At the time of the hearing he was taking Prednisone for his diagnosed sarcoidosis. (R. at 50.) He was also taking Tramadol for his back pain and he had two inhalers for COPD (Chronic obstructive pulmonary disease). (R. at 51.) His medications make him tired, his skin breaks out, he experiences mood swings, and he gets hot and cold flashes. (R. at 52.) When questioned regarding his minimal earnings recorded, Plaintiff reported that he was also incarcerated for a year-and-a-half for non-payment of child support. (R. at 53-54.)

During a typical day, Plaintiff will sometimes cook and help his mother clean up. (R. at 56.) He cannot lift furniture or stand for long periods of time in the kitchen. (Id.) Plaintiff believed he could lift 20 pounds. (R. at 57.) He could "walk a couple of blocks." (R. at 58.)

Plaintiff described experiencing pain in his right shoulder daily. (R. at 58.) He cannot reach over his head at all. (Id.)

When examined by his counsel, Plaintiff testified that he "sometimes" experiences abdominal pain twice a day lasting from a couple of minutes to 45 minutes. (R. at 60.) He described the pain as sharp, stabbing pain. (Id.) Plaintiff rated his pain severity at a level of 11 on a 0-10 visual analog scale. (Id.) When he experiences this pain he "just take[s] it." (Id.) He also described his back pain at an 11, noting it shoots into his abdomen and his left leg goes numb. (R. at 62.)

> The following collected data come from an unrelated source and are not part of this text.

/// Repository trait for card pair persistence
use super::entities::CardPair;
use crate::shared::errors::AppResult;
use async_trait::async_trait;
use uuid::Uuid;

#[async_trait]
pub trait CardPairRepository: Send + Sync {
    /// Insert a new pair (pairs are append-only, there is no update)
    async fn insert(&self, pair: &CardPair) -> AppResult<CardPair>;

    /// All pairs of a batch, regardless of status
    async fn find_by_batch(&self, batch_id: Uuid) -> AppResult<Vec<CardPair>>;

    /// Pairs of a batch ready for extraction (status `paired`)
    async fn find_paired_by_batch(&self, batch_id: Uuid) -> AppResult<Vec<CardPair>>;
}
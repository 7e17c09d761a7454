/// The fixed structured-extraction prompt sent with every pair
///
/// Kept as one constant so every extraction run asks the model for the same
/// field set; the parser in this module mirrors these field names.
pub(crate) const CARD_EXTRACTION_PROMPT: &str = "\
You are a trading card identification expert. You are given the front image \
of a trading card and, when available, the back image of the same card. \
Identify the card and respond with a single JSON object and nothing else, \
using exactly these fields:

{
  \"player\": \"player or character name, or null\",
  \"year\": 1989,
  \"card_number\": \"card number as printed, or null\",
  \"set_name\": \"product/set name, or null\",
  \"condition_estimate\": \"one of: gem_mint, near_mint, excellent, good, poor, or null\",
  \"is_parallel\": false,
  \"parallel_type\": \"parallel or insert name, or null\",
  \"confidence\": 0.0
}

Use null for anything you cannot read from the images. \"confidence\" is your \
overall confidence in the identification between 0 and 1.";
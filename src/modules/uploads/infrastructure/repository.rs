/// Diesel-based implementation of UploadRepository
use crate::modules::uploads::domain::entities::Upload;
use crate::modules::uploads::domain::repository::UploadRepository;
use crate::modules::uploads::domain::value_objects::UploadStatus;
use crate::modules::uploads::infrastructure::models::{NewUpload, UploadModel};
use crate::schema::uploads;
use crate::shared::errors::{AppError, AppResult};
use crate::shared::infrastructure::database::{DbConnection, DbPool};
use async_trait::async_trait;
use diesel::prelude::*;
use uuid::Uuid;

pub struct UploadRepositoryImpl {
    pool: DbPool,
}

impl UploadRepositoryImpl {
    pub fn new(pool: DbPool) -> Self {
        Self { pool }
    }

    fn get_conn(&self) -> AppResult<DbConnection> {
        self.pool
            .get()
            .map_err(|e| AppError::DatabaseError(format!("Failed to get connection: {}", e)))
    }
}

#[async_trait]
impl UploadRepository for UploadRepositoryImpl {
    async fn insert_many(&self, new_uploads: &[Upload]) -> AppResult<Vec<Upload>> {
        let rows: Vec<NewUpload> = new_uploads.iter().map(NewUpload::from).collect();
        let mut conn = self.get_conn()?;

        let inserted: Vec<UploadModel> = diesel::insert_into(uploads::table)
            .values(&rows)
            .get_results(&mut conn)
            .map_err(|e| AppError::DatabaseError(format!("Failed to insert uploads: {}", e)))?;

        Ok(inserted.into_iter().map(|u| u.to_domain()).collect())
    }

    async fn find_by_id(&self, upload_id: Uuid) -> AppResult<Option<Upload>> {
        let mut conn = self.get_conn()?;

        let upload: Option<UploadModel> = uploads::table
            .find(upload_id)
            .first(&mut conn)
            .optional()
            .map_err(|e| AppError::DatabaseError(format!("Failed to get upload by id: {}", e)))?;

        Ok(upload.map(|u| u.to_domain()))
    }

    async fn find_by_batch(&self, batch_id: Uuid) -> AppResult<Vec<Upload>> {
        let mut conn = self.get_conn()?;

        let rows: Vec<UploadModel> = uploads::table
            .filter(uploads::batch_id.eq(batch_id))
            .order(uploads::uploaded_at.asc())
            .load(&mut conn)
            .map_err(|e| AppError::DatabaseError(format!("Failed to get batch uploads: {}", e)))?;

        Ok(rows.into_iter().map(|u| u.to_domain()).collect())
    }

    async fn find_uploaded_by_batch(&self, batch_id: Uuid) -> AppResult<Vec<Upload>> {
        let mut conn = self.get_conn()?;

        let rows: Vec<UploadModel> = uploads::table
            .filter(uploads::batch_id.eq(batch_id))
            .filter(uploads::status.eq(UploadStatus::Uploaded))
            .order(uploads::uploaded_at.asc())
            .load(&mut conn)
            .map_err(|e| {
                AppError::DatabaseError(format!("Failed to get unresolved uploads: {}", e))
            })?;

        Ok(rows.into_iter().map(|u| u.to_domain()).collect())
    }

    async fn update_status(&self, upload_id: Uuid, status: UploadStatus) -> AppResult<()> {
        let mut conn = self.get_conn()?;

        diesel::update(uploads::table.find(upload_id))
            .set(uploads::status.eq(status))
            .execute(&mut conn)
            .map_err(|e| {
                AppError::DatabaseError(format!("Failed to update upload status: {}", e))
            })?;

        Ok(())
    }
}
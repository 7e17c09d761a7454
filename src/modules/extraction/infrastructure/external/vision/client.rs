/// Reqwest-based client for the vision inference API
use crate::modules::extraction::domain::ports::InferenceClient;
use crate::shared::errors::{AppError, AppResult};
use crate::shared::utils::{RateLimiter, RetryConfig, RetryUtil};
use async_trait::async_trait;
use reqwest::{Client, StatusCode};
use std::env;
use std::sync::Arc;
use std::time::Duration;
use tracing::debug;

use super::dto::{ChatRequest, ChatResponse};

/// Bounded completion budget: one card's fields fit comfortably
const MAX_COMPLETION_TOKENS: u32 = 500;

const REQUEST_TIMEOUT_SECS: u64 = 60;

#[derive(Debug, Clone)]
pub struct VisionConfig {
    pub base_url: String,
    pub api_key: String,
    pub model: String,
}

impl VisionConfig {
    pub fn from_env() -> AppResult<Self> {
        let api_key = env::var("VISION_API_KEY").map_err(|_| {
            AppError::InvalidInput("VISION_API_KEY environment variable not found".to_string())
        })?;

        Ok(Self {
            base_url: env::var("VISION_API_URL")
                .unwrap_or_else(|_| "https://api.openai.com/v1".to_string()),
            api_key,
            model: env::var("VISION_MODEL").unwrap_or_else(|_| "gpt-4o-mini".to_string()),
        })
    }
}

pub struct VisionClient {
    client: Client,
    config: VisionConfig,
    rate_limiter: Arc<RateLimiter>,
    retry_config: RetryConfig,
}

impl VisionClient {
    pub fn new(config: VisionConfig) -> AppResult<Self> {
        let client = Client::builder()
            .timeout(Duration::from_secs(REQUEST_TIMEOUT_SECS))
            .user_agent("Deckscan/1.0")
            .build()
            .map_err(|e| {
                AppError::ExternalServiceError(format!("Failed to create HTTP client: {}", e))
            })?;

        Ok(Self {
            client,
            config,
            // Keep a little headroom below typical vision-tier limits
            rate_limiter: Arc::new(RateLimiter::new(1.0)),
            retry_config: RetryConfig::conservative(),
        })
    }

    fn handle_response_status(status: StatusCode) -> AppResult<()> {
        match status {
            StatusCode::OK => Ok(()),
            StatusCode::TOO_MANY_REQUESTS => Err(AppError::RateLimitError(
                "Vision API rate limit exceeded".to_string(),
            )),
            StatusCode::UNAUTHORIZED | StatusCode::FORBIDDEN => Err(AppError::ApiError(
                "Unauthorized access to vision API".to_string(),
            )),
            StatusCode::BAD_REQUEST => {
                Err(AppError::ApiError("Bad request to vision API".to_string()))
            }
            _ if status.is_server_error() => Err(AppError::ExternalServiceError(
                "Vision API service unavailable".to_string(),
            )),
            _ => Err(AppError::ApiError(format!(
                "Unexpected status code from vision API: {}",
                status
            ))),
        }
    }
}

#[async_trait]
impl InferenceClient for VisionClient {
    async fn extract(&self, prompt: &str, image_urls: &[String]) -> AppResult<String> {
        self.rate_limiter.wait().await?;

        let request = ChatRequest::vision(
            &self.config.model,
            prompt,
            image_urls,
            MAX_COMPLETION_TOKENS,
        );
        let url = format!("{}/chat/completions", self.config.base_url);

        debug!("Vision extract: {} image(s), model {}", image_urls.len(), self.config.model);

        let response = RetryUtil::retry_http_request(
            || {
                self.client
                    .post(&url)
                    .bearer_auth(&self.config.api_key)
                    .json(&request)
                    .send()
            },
            &self.retry_config,
            "vision extract",
        )
        .await?;

        Self::handle_response_status(response.status())?;

        let parsed: ChatResponse = response.json().await.map_err(|e| {
            AppError::ApiError(format!("Failed to parse vision response: {}", e))
        })?;

        parsed
            .choices
            .into_iter()
            .next()
            .and_then(|choice| choice.message.content)
            .ok_or_else(|| AppError::ApiError("Vision response contained no completion".to_string()))
    }
}
/// Batch aggregate module
///
/// A batch groups the uploads from one scanning session. Its status is a
/// derived projection written by the job orchestrator after each job reaches
/// a terminal state; scheduling decisions never read it.
pub mod domain;
pub mod infrastructure;

// Re-exports for easy access
pub use domain::{
    entities::Batch,
    repository::BatchRepository,
    value_objects::BatchStatus,
};
pub use infrastructure::BatchRepositoryImpl;
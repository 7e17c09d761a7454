/// Ports to the external collaborators of the extraction worker
///
/// The object store and the inference API live outside this system; the
/// worker only ever sees these two narrow interfaces.
use crate::shared::errors::AppResult;
use async_trait::async_trait;
use std::time::Duration;

#[async_trait]
pub trait ObjectStore: Send + Sync {
    /// Resolve a storage path to a time-limited signed URL
    async fn signed_url(&self, storage_path: &str, ttl: Duration) -> AppResult<String>;
}

#[async_trait]
pub trait InferenceClient: Send + Sync {
    /// Submit image references plus a prompt, receive the raw completion text
    ///
    /// The response is free-form: it is expected to contain one JSON object
    /// but nothing guarantees it. Callers parse defensively.
    async fn extract(&self, prompt: &str, image_urls: &[String]) -> AppResult<String>;
}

B. Vocational Expert Testimony

Don Schader testified as the vocational expert ("VE") at the administrative hearing. (R. at 71-83.) The VE testified that Plaintiff's past relevant employment as an advertising material distributor classified as a light, unskilled job; an installer, as a medium, skilled job; and a hand packager,as medium, unskilled but performed at the sedentary, semi-skilled level. (R. at 73-74.)

The ALJ posed a series of hypotheticals regarding Plaintiff's residual functional capacity ("RFC") to the VE. (R. at 76-79.) Based on Plaintiff's age, education, and work experience, as well as the RFC ultimately determined by the ALJ, the VE testified that Plaintiff could not perform his past relevant work, but could perform 21,380 light, unskilled jobs in the regional economy of the Newark/Union area of New Jersey, and 3,013,910 jobs nationally, such as a mailroom clerk, office helper, ticket seller; and the sedentary job of charge account clerk, with 650 jobs in the region and 181,600 nationally. (R. at 78-79.)

The VE further testified that there would be no jobs available if the hypothetical individual "would have difficulty because of the pain, or side effects of medication, or a combination of both, that he had difficulty maintaining his concentration, persistence, and pace on even a simple, routine job." (R. at 81.) Upon further cross-examination, the VE also testified that if the person were absent three or more days a month due to pain, he would not be able to maintain employment. (R. at 82.)

III. MEDICAL RECORDS

A. Genesis Healthcare

Plaintiff was admitted to the hospital in March 2009 for abdominal pain. Plaintiff underwent a mediastinoscopic biopsy which was found positive for noncaseating granulomas. A CT scan showed scattered bilateral pulmonary infiltrates with some reticular densities and cylindrical bronchiectasis. Liver function tests were elevated which the evaluator felt to be due to the same process (sarcoidosis). A pulmonary function test was performed during the hospitalization which revealed an FEV1/FVC ratio of 83% of predicted. Plaintiff was found to have hepatosplenomegaly, and periaortic adenopathy. He was treated with Prednisone. (R. at 346-62.)

B. Agron Elezi, M.D.

Plaintiff began treatment with primary care physician Dr. Elezi in June 2011 after he moved to New Jersey. (R. at 521, 535.) Dr. Elezi ordered and received various laboratory reports and imaging studies.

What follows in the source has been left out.